Americans enjoy being outraged. We have such a sanctimonious streak as we seek to prevent others from watching what we often indulge in ourselves. The flap over the Housewives star leaping into the arms of an NFL lineman (I never saw the commercial and don't watch NFL either, but it was impossible to ignore the broohaha) was so silly, yet I suspect the real problem, albeit unarticulated, was that the guy was black. People won't say so, but I bet that's the real underlying concern: a white babe going for a black jock. "In fact, it's a pity that Owens and Sheridan didn't lock lips before the camera cut away. 'Nothing's more fun than making bigots stroke out.' " (Leonard Pitts has a fine column about the incident.)

It's a shame that basketball had to intrude on my consciousness, too, leaping away from the sports pages to the regular news(??) as children masquerading as adults got into a pissing contest in Detroit. What do you expect from a bunch of narcissistic, overpaid, athletes are put into an arena with beer swilling rednecks? It was inevitable. Fighting in sports could all be solved by applying the same laws inside the arenas as outside: you slug someone, charge the mound, whatever, and you go to jail for assault. Simple.

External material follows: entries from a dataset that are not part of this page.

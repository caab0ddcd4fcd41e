//! Hardware seams for the scan core.
//!
//! Backend-agnostic traits the planner and HAL are written against.
//! Implementations handle device-specific details (step emission, frame
//! readout); simulated backends live in [`crate::hardware::sim`].

pub mod axis;
pub mod imager;

pub use self::axis::{Axis, JogDirection, StepScale, TravelRange};
pub use self::imager::{Frame, Imager};
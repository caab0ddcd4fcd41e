//! Capture-readiness gating between motion and imaging.
//!
//! A frame is only valid once the stage has mechanically settled after its
//! last move and the sensor has settled after its last exposure-affecting
//! property change. Rather than sleeping a fixed worst-case delay per tile,
//! [`Kinematics`] tracks elapsed time since each state-affecting change and
//! sleeps only the positive remainder, which shortens scans when consecutive
//! tiles need little or no settle.
//!
//! Both settle durations are mutable at runtime: switching objectives changes
//! the required motion settle, and exposure bracketing changes the HDR settle.

use std::time::Duration;

use tokio::time::{sleep, Instant};
use tracing::trace;

use crate::error::ScanResult;
use crate::traits::imager::Imager;

pub struct Kinematics {
    tsettle_motion: Duration,
    tsettle_hdr: Duration,
    last_motion: Option<Instant>,
}

impl Kinematics {
    pub fn new(tsettle_motion: Duration, tsettle_hdr: Duration) -> Self {
        Self {
            tsettle_motion,
            tsettle_hdr,
            last_motion: None,
        }
    }

    pub fn tsettle_motion(&self) -> Duration {
        self.tsettle_motion
    }

    pub fn tsettle_hdr(&self) -> Duration {
        self.tsettle_hdr
    }

    pub fn set_tsettle_motion(&mut self, tsettle: Duration) {
        self.tsettle_motion = tsettle;
    }

    pub fn set_tsettle_hdr(&mut self, tsettle: Duration) {
        self.tsettle_hdr = tsettle;
    }

    /// Stamp the moment motion last completed. Call after every stage move.
    pub fn note_motion(&mut self) {
        self.last_motion = Some(Instant::now());
    }

    /// Time since the last recorded motion, if any motion happened yet.
    pub fn since_last_motion(&self) -> Option<Duration> {
        self.last_motion.map(|at| at.elapsed())
    }

    /// Block until a capture taken now would be valid.
    ///
    /// Sleeps any positive remainder of the motion settle, then of the
    /// exposure settle, then optionally discards one stale frame from the
    /// imager's live buffer so the caller's next [`Imager::get`] returns a
    /// frame exposed under current sensor state.
    pub async fn wait_imaging_ok<I>(&self, imager: &mut I, flush_image: bool) -> ScanResult<()>
    where
        I: Imager + ?Sized,
    {
        if let Some(elapsed) = self.since_last_motion() {
            if elapsed < self.tsettle_motion {
                let remaining = self.tsettle_motion - elapsed;
                trace!(?remaining, "motion settle");
                sleep(remaining).await;
            }
        }

        let since_props = imager.since_properties_change();
        if since_props < self.tsettle_hdr {
            let remaining = self.tsettle_hdr - since_props;
            trace!(?remaining, "exposure settle");
            sleep(remaining).await;
        }

        if flush_image {
            imager.flush().await?;
        }
        Ok(())
    }
}

impl Default for Kinematics {
    fn default() -> Self {
        Self::new(Duration::from_millis(100), Duration::from_millis(200))
    }
}

#[cfg(test)]
mod tests {
    use super::*;
    use crate::hardware::sim::SimImager;

    #[tokio::test(start_paused = true)]
    async fn test_waits_out_motion_settle() {
        let mut kinematics = Kinematics::new(Duration::from_millis(100), Duration::ZERO);
        let mut imager = SimImager::new("sim0", 8, 8);

        kinematics.note_motion();
        let before = Instant::now();
        kinematics.wait_imaging_ok(&mut imager, false).await.unwrap();
        assert_eq!(before.elapsed(), Duration::from_millis(100));
    }

    #[tokio::test(start_paused = true)]
    async fn test_elapsed_settle_is_not_repaid() {
        let mut kinematics = Kinematics::new(Duration::from_millis(100), Duration::ZERO);
        let mut imager = SimImager::new("sim0", 8, 8);

        kinematics.note_motion();
        sleep(Duration::from_millis(80)).await;

        let before = Instant::now();
        kinematics.wait_imaging_ok(&mut imager, false).await.unwrap();
        // Only the 20ms remainder is slept, not the full settle.
        assert_eq!(before.elapsed(), Duration::from_millis(20));
    }

    #[tokio::test(start_paused = true)]
    async fn test_no_motion_yet_skips_motion_settle() {
        let kinematics = Kinematics::new(Duration::from_secs(10), Duration::ZERO);
        let mut imager = SimImager::new("sim0", 8, 8);

        let before = Instant::now();
        kinematics.wait_imaging_ok(&mut imager, false).await.unwrap();
        assert_eq!(before.elapsed(), Duration::ZERO);
    }

    #[tokio::test(start_paused = true)]
    async fn test_waits_out_exposure_settle_and_flushes() {
        let kinematics = Kinematics::new(Duration::ZERO, Duration::from_millis(150));
        let mut imager = SimImager::new("sim0", 8, 8);

        imager.set_exposure(0.5).await.unwrap();
        let before = Instant::now();
        kinematics.wait_imaging_ok(&mut imager, true).await.unwrap();
        assert_eq!(before.elapsed(), Duration::from_millis(150));

        // The stale pre-change frame was flushed.
        let frame = imager.get().await.unwrap();
        assert_eq!(frame.exposure, 0.5);
    }

    #[tokio::test(start_paused = true)]
    async fn test_settle_times_mutable_at_runtime() {
        let mut kinematics = Kinematics::new(Duration::from_millis(100), Duration::ZERO);
        let mut imager = SimImager::new("sim0", 8, 8);

        kinematics.set_tsettle_motion(Duration::from_millis(300));
        kinematics.note_motion();

        let before = Instant::now();
        kinematics.wait_imaging_ok(&mut imager, false).await.unwrap();
        assert_eq!(before.elapsed(), Duration::from_millis(300));
    }
}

And in more evidence that it is impossible to parody anymore, C-SPAN was caught showing porn movies as they broadcast a hearing where the National Institute on Media and the Family showed an ostensibly bored group of Sebators, including Joe Lieberman, precisely what should not be on television. Now we used to think C-SPAN was safe...... Our thanks to the family oriented NIMF for proving otherwise. For the prurient a link to the entire C-SPAN broadcast can be seen at this C-SPAN link.

Thursday, November 25, 2004

Continuing my reading of Wisdom of Crowds, a very insightful book about how we make decisions by James Surowiecki. The author describes the dangers of homogeneity in promoting group think, something we will begin to see more of in the Bush second administration as he builds his Cabinet with "Yes" men and women. Analysis by social scientists shows that decisions made by groups that permit little diversity are often wrong and conformity to adhere to the majority opinion can be very strong. Solomon Asch 's studies on conformity showed that an individual would often agree with the group even if there was overwhelming evidence to the contrary. For example, when presented with a card showing lines of different lengths and asked to pick the shortest one, subjects would almost always pick the one chosen by other members of the group (the experimenter's confederates) even when it was obviously not the shortest.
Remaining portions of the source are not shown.